Die geplanten Änderungen
Im Abschlusspapier des Koalitionsausschusses heißt es wörtlich zu Punkt 32:
„Wir werden das Informationsfreiheitsgesetz (IFG) unter Wahrung des Rechts auf den Zugang zu amtlichen Informationen und in Abstimmung mit dem BfDI weiterentwickeln und an die aktuellen Herausforderungen anpassen. […] Wir wollen die Auskunftsrechte künftig auf natürliche Personen fokussieren, die ein berechtigtes Interesse an einer Auskunft haben und diese nicht durch andere Regelungen erreichen können. Dabei prüfen wir, ob wir den Kreis der betreffenden Personen auf in Deutschland lebende Deutsche und Unionsbürger beschränken. […] Die IFG-Gebühren werden wir im Einklang mit dem Kostendeckungsprinzip anpassen.“
Weitere Punkte sind die Schwärzung von Namen von Behördenmitarbeitern zum Schutz vor Anfeindungen sowie eine stärkere Berücksichtigung von Schutzbedarfen in Bereichen wie kritischer Infrastruktur, Spionageabwehr und Terrorismusbekämpfung.
Die Bundesregierung stellt die Maßnahmen als Teil eines größeren Reformpakets zur Entbürokratisierung und Stärkung der staatlichen Resilienz dar.
Kritik aus Zivilgesellschaft und Journalismus
Mehrere Transparenzorganisationen, darunter FragDenStaat und abgeordnetenwatch, sowie Journalistenverbände wie der Deutsche Journalisten-Verband (DJV) und Netzwerk Recherche sehen in den Plänen eine erhebliche Einschränkung der Informationsfreiheit. Kritiker bemängeln insbesondere:
- Die Einführung eines „berechtigten Interesses“ als Voraussetzung für Auskünfte.
- Die mögliche Beschränkung auf natürliche Personen und die damit verbundene Ausgrenzung von Vereinen, Stiftungen und Medienorganisationen.
- Die geplante Anhebung von Gebühren nach dem Kostendeckungsprinzip.
- Die vorgesehene Schwärzung von Namen in Behördenantworten.
Die Bundesdatenschutzbeauftragte Louisa Specht-Riemenschneider äußerte sich gegenüber dem RedaktionsNetzwerk Deutschland kritisch und warnte vor einer Aushöhlung des Transparenzprinzips.
Hintergrund
Bereits in den Koalitionsverhandlungen 2025 hatte die Union die Abschaffung des IFG in seiner bisherigen Form gefordert. Im Koalitionsvertrag einigten sich die Parteien dann darauf, das Gesetz „mit einem Mehrwert für Bürgerinnen und Bürger und Verwaltung“ zu reformieren.

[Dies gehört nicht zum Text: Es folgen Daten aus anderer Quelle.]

//! HTTP server bootstrap for the proof registry.
//!
//! Wires together configuration, the database-backed proof store, the
//! registry and verification services, authentication, the expiry
//! sweeper, and the Axum router.

use std::net::SocketAddr;
use std::sync::Arc;
use std::time::Duration;

use axum::http::{HeaderValue, Method};
use axum::Router;
use sqlx::postgres::PgPoolOptions;
use tower_http::cors::{AllowOrigin, CorsLayer};
use tower_http::trace::TraceLayer;
use tracing::{info, Level};
use tracing_subscriber::EnvFilter;
use uuid::Uuid;

use crate::auth::{
    ApiKeyRecord, ApiKeyValidator, AuthMiddlewareState, Authenticator, JwtValidator,
};
use crate::crypto::ReceiptSigner;
use crate::infra::{
    shutdown_channel, ExpirySweeper, PgProofStore, ProofStore, SqliteProofStore,
};
use crate::metrics::MetricsRegistry;
use crate::policy::{AccessPolicyGuard, NoShareGrants};
use crate::registry::ProofRegistry;
use crate::verify::VerificationService;

/// Server configuration.
#[derive(Debug, Clone)]
pub struct Config {
    /// Database connection URL (`postgres://` or `sqlite://`).
    pub database_url: String,
    /// Server listen address.
    pub listen_addr: SocketAddr,
    /// Maximum database connections.
    pub max_connections: u32,
    /// Public base URL used for shareable verify links.
    pub public_base_url: String,
    /// Seconds between expiry sweeps.
    pub expiry_sweep_interval: Duration,
}

impl Config {
    /// Load configuration from environment variables.
    pub fn from_env() -> anyhow::Result<Self> {
        let database_url = std::env::var("DATABASE_URL")
            .unwrap_or_else(|_| "postgres://localhost/prooflink".to_string());

        let port: u16 = std::env::var("PORT")
            .ok()
            .and_then(|p| p.parse().ok())
            .unwrap_or(8080);

        let host = std::env::var("HOST").unwrap_or_else(|_| "0.0.0.0".to_string());

        let listen_addr: SocketAddr = format!("{host}:{port}")
            .parse()
            .map_err(|e| anyhow::anyhow!("invalid listen address: {e}"))?;

        let max_connections: u32 = std::env::var("MAX_DB_CONNECTIONS")
            .ok()
            .and_then(|p| p.parse().ok())
            .unwrap_or(10);

        let public_base_url = std::env::var("PUBLIC_BASE_URL")
            .unwrap_or_else(|_| format!("http://{listen_addr}"));
        let public_base_url = public_base_url.trim_end_matches('/').to_string();

        let expiry_sweep_interval = Duration::from_secs(
            std::env::var("EXPIRY_SWEEP_INTERVAL_SECS")
                .ok()
                .and_then(|v| v.parse().ok())
                .unwrap_or(60),
        );

        Ok(Self {
            database_url,
            listen_addr,
            max_connections,
            public_base_url,
            expiry_sweep_interval,
        })
    }
}

/// Application state shared across handlers.
#[derive(Clone)]
pub struct AppState {
    pub registry: Arc<ProofRegistry>,
    pub verifier: Arc<VerificationService>,
    pub store: Arc<dyn ProofStore>,
    pub metrics: Arc<MetricsRegistry>,
    pub public_base_url: String,
}

/// Start the HTTP server.
pub async fn run() -> anyhow::Result<()> {
    init_tracing();

    info!("Starting proof registry v{}", env!("CARGO_PKG_VERSION"));

    // Auth configuration
    let auth_mode = std::env::var("AUTH_MODE").unwrap_or_else(|_| "required".to_string());
    let require_auth = auth_mode != "disabled";

    let api_key_validator = Arc::new(ApiKeyValidator::new());
    let mut any_auth_configured = false;

    if let Ok(bootstrap_key) = std::env::var("BOOTSTRAP_ADMIN_API_KEY") {
        let key_hash = ApiKeyValidator::hash_key(&bootstrap_key);
        api_key_validator.register_key(ApiKeyRecord {
            key_hash,
            owner_id: Uuid::nil(),
            admin: true,
            active: true,
        });
        any_auth_configured = true;
        info!("Bootstrap admin API key is configured");
    }

    let jwt_validator = match std::env::var("JWT_SECRET") {
        Ok(secret) => {
            any_auth_configured = true;
            Some(Arc::new(JwtValidator::new(&secret)))
        }
        Err(_) => None,
    };

    if require_auth && !any_auth_configured {
        anyhow::bail!(
            "AUTH_MODE=required but no auth is configured; set JWT_SECRET or BOOTSTRAP_ADMIN_API_KEY (or set AUTH_MODE=disabled for local dev)"
        );
    }

    let authenticator = {
        let authenticator = Authenticator::new(api_key_validator);
        match jwt_validator {
            Some(jwt) => Arc::new(authenticator.with_jwt(jwt)),
            None => Arc::new(authenticator),
        }
    };

    let auth_state = AuthMiddlewareState {
        authenticator,
        require_auth,
    };

    // Load configuration
    let config = Config::from_env()?;
    info!("Configuration loaded");
    info!("  Listen address: {}", config.listen_addr);
    info!("  Max connections: {}", config.max_connections);

    // Connect to the database; sqlite is for local development.
    let store: Arc<dyn ProofStore> = if config.database_url.starts_with("sqlite") {
        info!("Connecting to SQLite...");
        Arc::new(SqliteProofStore::from_url(&config.database_url).await?)
    } else {
        info!("Connecting to PostgreSQL...");
        let pool = PgPoolOptions::new()
            .max_connections(config.max_connections)
            .connect(&config.database_url)
            .await?;
        info!("Running database migrations...");
        crate::migrations::run_postgres(&pool).await?;
        Arc::new(PgProofStore::new(pool))
    };
    info!("Database ready");

    // Core services
    let guard = Arc::new(AccessPolicyGuard::new(Arc::new(NoShareGrants)));
    let registry = Arc::new(ProofRegistry::new(store.clone(), guard.clone()));

    let mut verifier = VerificationService::new(store.clone(), guard);

    if let Ok(endpoint) = std::env::var("AI_ANALYZER_URL") {
        let timeout = Duration::from_millis(
            std::env::var("AI_TIMEOUT_MS")
                .ok()
                .and_then(|v| v.parse().ok())
                .unwrap_or(3000),
        );
        info!("AI tamper analyzer configured at {endpoint}");
        let analyzer = crate::ai::HttpTamperAnalyzer::new(endpoint, timeout)?;
        verifier = verifier.with_analyzer(Arc::new(analyzer), timeout);
    } else {
        info!("AI tamper analyzer not configured (set AI_ANALYZER_URL to enable)");
    }

    match std::env::var("RECEIPT_SIGNING_KEY") {
        Ok(key) => {
            let signer = ReceiptSigner::from_base64(&key)
                .map_err(|e| anyhow::anyhow!("RECEIPT_SIGNING_KEY: {e}"))?;
            info!(
                "Receipt signing enabled, public key {}",
                signer.public_key_base64()
            );
            verifier = verifier.with_receipt_signer(Arc::new(signer));
        }
        Err(_) => {
            info!("Receipt signing not configured (set RECEIPT_SIGNING_KEY to enable)");
        }
    }

    let metrics = Arc::new(MetricsRegistry::new());

    let state = AppState {
        registry,
        verifier: Arc::new(verifier),
        store: store.clone(),
        metrics: metrics.clone(),
        public_base_url: config.public_base_url.clone(),
    };

    // Background expiry sweeper with graceful shutdown.
    let (controller, sweeper_signal) = shutdown_channel();
    let server_signal = sweeper_signal.clone();
    let sweeper = ExpirySweeper::new(store, metrics, config.expiry_sweep_interval);
    tokio::spawn(sweeper.run(sweeper_signal));
    tokio::spawn(controller.listen_for_signals());

    // Build router
    let app = build_router(auth_state)?
        .with_state(state)
        .into_make_service_with_connect_info::<SocketAddr>();

    info!("Starting HTTP server on {}", config.listen_addr);
    let listener = tokio::net::TcpListener::bind(config.listen_addr).await?;

    info!("Proof registry is ready to accept connections");
    let mut server_signal = server_signal;
    axum::serve(listener, app)
        .with_graceful_shutdown(async move { server_signal.recv().await })
        .await?;

    Ok(())
}

fn init_tracing() {
    let env_filter = EnvFilter::try_from_default_env()
        .unwrap_or_else(|_| EnvFilter::new(Level::INFO.to_string()));

    tracing_subscriber::fmt()
        .with_env_filter(env_filter)
        .with_target(true)
        .with_thread_ids(true)
        .init();
}

/// Assemble the full router: authenticated `/api` routes plus the public
/// verify, health, and metrics surface.
pub fn build_router(auth_state: AuthMiddlewareState) -> anyhow::Result<Router<AppState>> {
    let api = crate::api::rest::router().layer(axum::middleware::from_fn_with_state(
        auth_state,
        crate::auth::auth_middleware,
    ));

    let mut router = Router::new()
        .merge(crate::api::rest::public_router())
        .nest("/api", api)
        .layer(TraceLayer::new_for_http());

    if let Some(cors_layer) = cors_layer_from_env()? {
        router = router.layer(cors_layer);
    }

    Ok(router)
}

fn cors_layer_from_env() -> anyhow::Result<Option<CorsLayer>> {
    let origins = match std::env::var("CORS_ALLOW_ORIGINS") {
        Ok(v) => v,
        Err(_) => return Ok(None),
    };

    let origins = origins.trim();
    if origins.is_empty() {
        return Ok(None);
    }

    let allow_origin = if origins == "*" {
        AllowOrigin::any()
    } else {
        let origins: Vec<HeaderValue> = origins
            .split(',')
            .map(|s| s.trim())
            .filter(|s| !s.is_empty())
            .map(|s| {
                s.parse::<HeaderValue>()
                    .map_err(|e| anyhow::anyhow!("Invalid CORS origin {s:?}: {e}"))
            })
            .collect::<anyhow::Result<_>>()?;
        AllowOrigin::list(origins)
    };

    Ok(Some(
        CorsLayer::new()
            .allow_origin(allow_origin)
            .allow_methods([Method::GET, Method::POST, Method::DELETE])
            .allow_headers([
                axum::http::header::AUTHORIZATION,
                axum::http::header::CONTENT_TYPE,
            ]),
    ))
}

Die nun beschlossenen Punkte gehen nach Einschätzung von Kritikern über diese Formulierung hinaus.
Das IFG von 2005 gewährt grundsätzlich jedermann einen Anspruch auf Zugang zu amtlichen Informationen der Bundesbehörden, ohne dass ein besonderes Interesse nachgewiesen werden muss.
Ausblick
Die konkrete Umsetzung der Beschlüsse erfordert eine Gesetzesänderung. Wann und in welcher Form ein entsprechender Entwurf vorgelegt wird, ist derzeit offen. Die Kritik von Transparenzorganisationen und Medienvertretern hält an.
FAQ
Was hat der Koalitionsausschuss genau beschlossen?

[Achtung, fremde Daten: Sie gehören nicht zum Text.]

//! Registry integration tests over an in-memory SQLite store.
//!
//! Cover proof creation, link issuance, listing, history access control,
//! download policy, and cascade deletion.

mod common;

use common::*;

use prooflink_registry::domain::{
    HashAlgorithm, ProofStatus, Requester, SignatureAlgorithm, VerificationMethod,
};
use prooflink_registry::registry::PROOF_LINK_PREFIX;
use prooflink_registry::ProofError;

const HELLO_SHA256: &str = "b94d27b9934d3e08a52e52d7da7dabfac484efe37a5380ee9088f7ace2efcde9";

#[tokio::test]
async fn create_persists_pending_proof_with_fingerprint() {
    let h = harness().await;

    let proof = h
        .registry
        .create(create_request(test_owner_id(), b"hello world"))
        .await
        .unwrap();

    assert!(proof.proof_link.starts_with(PROOF_LINK_PREFIX));
    assert_eq!(proof.status, ProofStatus::Pending);
    assert_eq!(proof.file_hash, HELLO_SHA256);
    assert_eq!(proof.hash_algorithm, HashAlgorithm::Sha256);
    assert_eq!(proof.verification_count, 0);
    assert_eq!(proof.view_count, 0);
    assert_eq!(proof.download_count, 0);

    // And it round-trips through the store.
    let fetched = h.registry.get(&proof.proof_link).await.unwrap();
    assert_eq!(fetched.id, proof.id);
    assert_eq!(fetched.file_hash, HELLO_SHA256);
    assert_eq!(fetched.status, ProofStatus::Pending);
}

#[tokio::test]
async fn same_content_yields_distinct_links() {
    let h = harness().await;

    let a = h
        .registry
        .create(create_request(test_owner_id(), b"duplicate content"))
        .await
        .unwrap();
    let b = h
        .registry
        .create(create_request(test_owner_id(), b"duplicate content"))
        .await
        .unwrap();

    assert_eq!(a.file_hash, b.file_hash);
    assert_ne!(a.proof_link, b.proof_link);
    assert_ne!(a.id, b.id);
}

#[tokio::test]
async fn precomputed_fingerprint_is_validated() {
    let h = harness().await;

    let proof = h
        .registry
        .create(precomputed_request(test_owner_id(), HELLO_SHA256))
        .await
        .unwrap();
    assert_eq!(proof.file_hash, HELLO_SHA256);
    assert_eq!(proof.file_size, None);

    // Uppercase digests normalize to lowercase.
    let upper = h
        .registry
        .create(precomputed_request(
            test_owner_id(),
            &HELLO_SHA256.to_uppercase(),
        ))
        .await
        .unwrap();
    assert_eq!(upper.file_hash, HELLO_SHA256);

    // Wrong length for the algorithm is rejected.
    let err = h
        .registry
        .create(precomputed_request(test_owner_id(), "deadbeef"))
        .await
        .unwrap_err();
    assert!(matches!(err, ProofError::Configuration(_)));

    // Non-hex is rejected.
    let err = h
        .registry
        .create(precomputed_request(
            test_owner_id(),
            &"z".repeat(HELLO_SHA256.len()),
        ))
        .await
        .unwrap_err();
    assert!(matches!(err, ProofError::Configuration(_)));
}

#[tokio::test]
async fn signature_method_requires_material() {
    let h = harness().await;

    let mut request = create_request(test_owner_id(), b"signed content");
    request.verification_method = VerificationMethod::Combined;
    // No signature or public key supplied.
    let err = h.registry.create(request).await.unwrap_err();
    assert!(matches!(err, ProofError::Configuration(_)));

    // With material, creation succeeds and defaults the algorithm.
    let secret = prooflink_registry::crypto::generate_signing_key();
    let digest =
        prooflink_registry::crypto::fingerprint(b"signed content", HashAlgorithm::Sha256);
    let signature = prooflink_registry::crypto::sign_fingerprint(
        &digest,
        &secret,
        SignatureAlgorithm::Ed25519,
    )
    .unwrap();
    let public_key = prooflink_registry::crypto::derive_public_key(&secret).unwrap();

    let mut request = create_request(test_owner_id(), b"signed content");
    request.verification_method = VerificationMethod::Combined;
    request.signature = Some(signature);
    request.public_key = Some(public_key);
    let proof = h.registry.create(request).await.unwrap();
    assert_eq!(proof.signature_algorithm, Some(SignatureAlgorithm::Ed25519));
}

#[tokio::test]
async fn past_expiry_is_rejected_at_create() {
    let h = harness().await;

    let mut request = create_request(test_owner_id(), b"late");
    request.expires_at = Some(chrono::Utc::now() - chrono::Duration::hours(1));
    let err = h.registry.create(request).await.unwrap_err();
    assert!(matches!(err, ProofError::Configuration(_)));
}

#[tokio::test]
async fn unknown_link_is_not_found() {
    let h = harness().await;
    let err = h.registry.get("pl_does_not_exist").await.unwrap_err();
    assert!(matches!(err, ProofError::NotFound(_)));
}

#[tokio::test]
async fn private_proof_is_hidden_from_strangers() {
    let h = harness().await;

    let proof = h
        .registry
        .create(private_create_request(test_owner_id(), b"secret"))
        .await
        .unwrap();

    // Owner sees it.
    h.registry
        .get_visible(&proof.proof_link, &Requester::User(test_owner_id()))
        .await
        .unwrap();

    // Admin sees it.
    h.registry
        .get_visible(&proof.proof_link, &Requester::Admin(test_admin_id()))
        .await
        .unwrap();

    // A stranger does not.
    let err = h
        .registry
        .get_visible(&proof.proof_link, &Requester::User(other_owner_id()))
        .await
        .unwrap_err();
    assert!(matches!(err, ProofError::PermissionDenied(_)));

    // Nor does an anonymous caller.
    let err = h
        .registry
        .get_visible(&proof.proof_link, &Requester::Anonymous)
        .await
        .unwrap_err();
    assert!(matches!(err, ProofError::PermissionDenied(_)));
}

#[tokio::test]
async fn owner_listing_pages_newest_first() {
    let h = harness().await;

    for i in 0..5 {
        h.registry
            .create(create_request(
                test_owner_id(),
                format!("content {i}").as_bytes(),
            ))
            .await
            .unwrap();
    }
    // Another owner's proof must not leak into the listing.
    h.registry
        .create(create_request(other_owner_id(), b"not mine"))
        .await
        .unwrap();

    let (page, total) = h.registry.list_owned(test_owner_id(), 3, 0).await.unwrap();
    assert_eq!(page.len(), 3);
    assert_eq!(total, 5);
    assert!(page.iter().all(|p| p.owner_id == test_owner_id()));

    let (rest, total) = h.registry.list_owned(test_owner_id(), 3, 3).await.unwrap();
    assert_eq!(rest.len(), 2);
    assert_eq!(total, 5);
}

#[tokio::test]
async fn batch_create_mints_every_proof() {
    let h = harness().await;

    let requests = (0..4)
        .map(|i| create_request(test_owner_id(), format!("batch {i}").as_bytes()))
        .collect();
    let proofs = h.registry.create_batch(requests).await.unwrap();

    assert_eq!(proofs.len(), 4);
    let mut links: Vec<_> = proofs.iter().map(|p| p.proof_link.clone()).collect();
    links.sort();
    links.dedup();
    assert_eq!(links.len(), 4);
}

#[tokio::test]
async fn history_is_owner_or_admin_only() {
    let h = harness().await;

    let proof = h
        .registry
        .create(create_request(test_owner_id(), b"audited"))
        .await
        .unwrap();

    h.registry
        .history(&Requester::User(test_owner_id()), &proof.proof_link, 10, 0)
        .await
        .unwrap();
    h.registry
        .history(&Requester::Admin(test_admin_id()), &proof.proof_link, 10, 0)
        .await
        .unwrap();

    let err = h
        .registry
        .history(&Requester::User(other_owner_id()), &proof.proof_link, 10, 0)
        .await
        .unwrap_err();
    assert!(matches!(err, ProofError::PermissionDenied(_)));
}

#[tokio::test]
async fn download_requires_policy_and_counts() {
    let h = harness().await;

    // Not downloadable: even the owner is refused.
    let mut request = create_request(test_owner_id(), b"no downloads");
    request.content_url = Some("https://store.example/obj/1".to_string());
    let sealed = h.registry.create(request).await.unwrap();
    let err = h
        .registry
        .download_url(&Requester::User(test_owner_id()), &sealed.proof_link)
        .await
        .unwrap_err();
    assert!(matches!(err, ProofError::PermissionDenied(_)));

    // Downloadable: URL comes back and the counter moves.
    let mut request = create_request(test_owner_id(), b"downloadable");
    request.is_downloadable = true;
    request.content_url = Some("https://store.example/obj/2".to_string());
    let open = h.registry.create(request).await.unwrap();

    let url = h
        .registry
        .download_url(&Requester::User(test_owner_id()), &open.proof_link)
        .await
        .unwrap();
    assert_eq!(url, "https://store.example/obj/2");

    let after = h.registry.get(&open.proof_link).await.unwrap();
    assert_eq!(after.download_count, 1);
}

#[tokio::test]
async fn delete_is_owner_or_admin_only_and_cascades() {
    let h = harness().await;

    let proof = h
        .registry
        .create(create_request(test_owner_id(), b"to delete"))
        .await
        .unwrap();

    // A verification exists before deletion.
    h.verifier
        .verify(
            prooflink_registry::VerifyRequest {
                proof_link: proof.proof_link.clone(),
                content: Some(b"to delete".to_vec()),
                fingerprint: None,
            },
            &anonymous_context(),
        )
        .await
        .unwrap();

    // A stranger may not delete.
    let err = h
        .registry
        .delete(&Requester::User(other_owner_id()), &proof.proof_link)
        .await
        .unwrap_err();
    assert!(matches!(err, ProofError::PermissionDenied(_)));

    // The owner may; link and audit rows are gone afterwards.
    h.registry
        .delete(&Requester::User(test_owner_id()), &proof.proof_link)
        .await
        .unwrap();

    let err = h.registry.get(&proof.proof_link).await.unwrap_err();
    assert!(matches!(err, ProofError::NotFound(_)));

    use prooflink_registry::ProofStore;
    let orphans = h.store.list_verifications(proof.id, 10, 0).await.unwrap();
    assert!(orphans.is_empty());
}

Unter Punkt 32 des Reformpakets soll das IFG angepasst werden: Auskunftsrechte sollen künftig auf natürliche Personen mit „berechtigtem Interesse“ beschränkt, Gebühren nach Kostendeckungsprinzip angepasst und Namen von Behördenmitarbeitern geschwärzt werden.
Warum kritisieren Organisationen die Pläne?
Kritiker sehen darin eine faktische Einschränkung des bisher voraussetzungslosen Auskunftsrechts und befürchten höhere Hürden für Bürger, Journalisten und zivilgesellschaftliche Akteure.
Was stand im Koalitionsvertrag?
Dort war von einer Reform „mit einem Mehrwert für Bürgerinnen und Bürger und Verwaltung“ die Rede. Die aktuelle Beschlussfassung wird von Kritikern als Abweichung davon gewertet.
Wann treten die Änderungen in Kraft?
Noch nicht. Die Beschlüsse müssen in ein Gesetzgebungsverfahren überführt werden.
Quellen
- Koalitionsausschuss-Beschluss vom 2. Juli 2026 („Programm für Aufschwung und Beschäftigung“), Punkt 32, abrufbar unter bundesregierung.de
- Berichterstattung von ZDFheute, netzpolitik.org, FAZ, ZEIT und FragDenStaat (Stand: 3.–5. Juli 2026)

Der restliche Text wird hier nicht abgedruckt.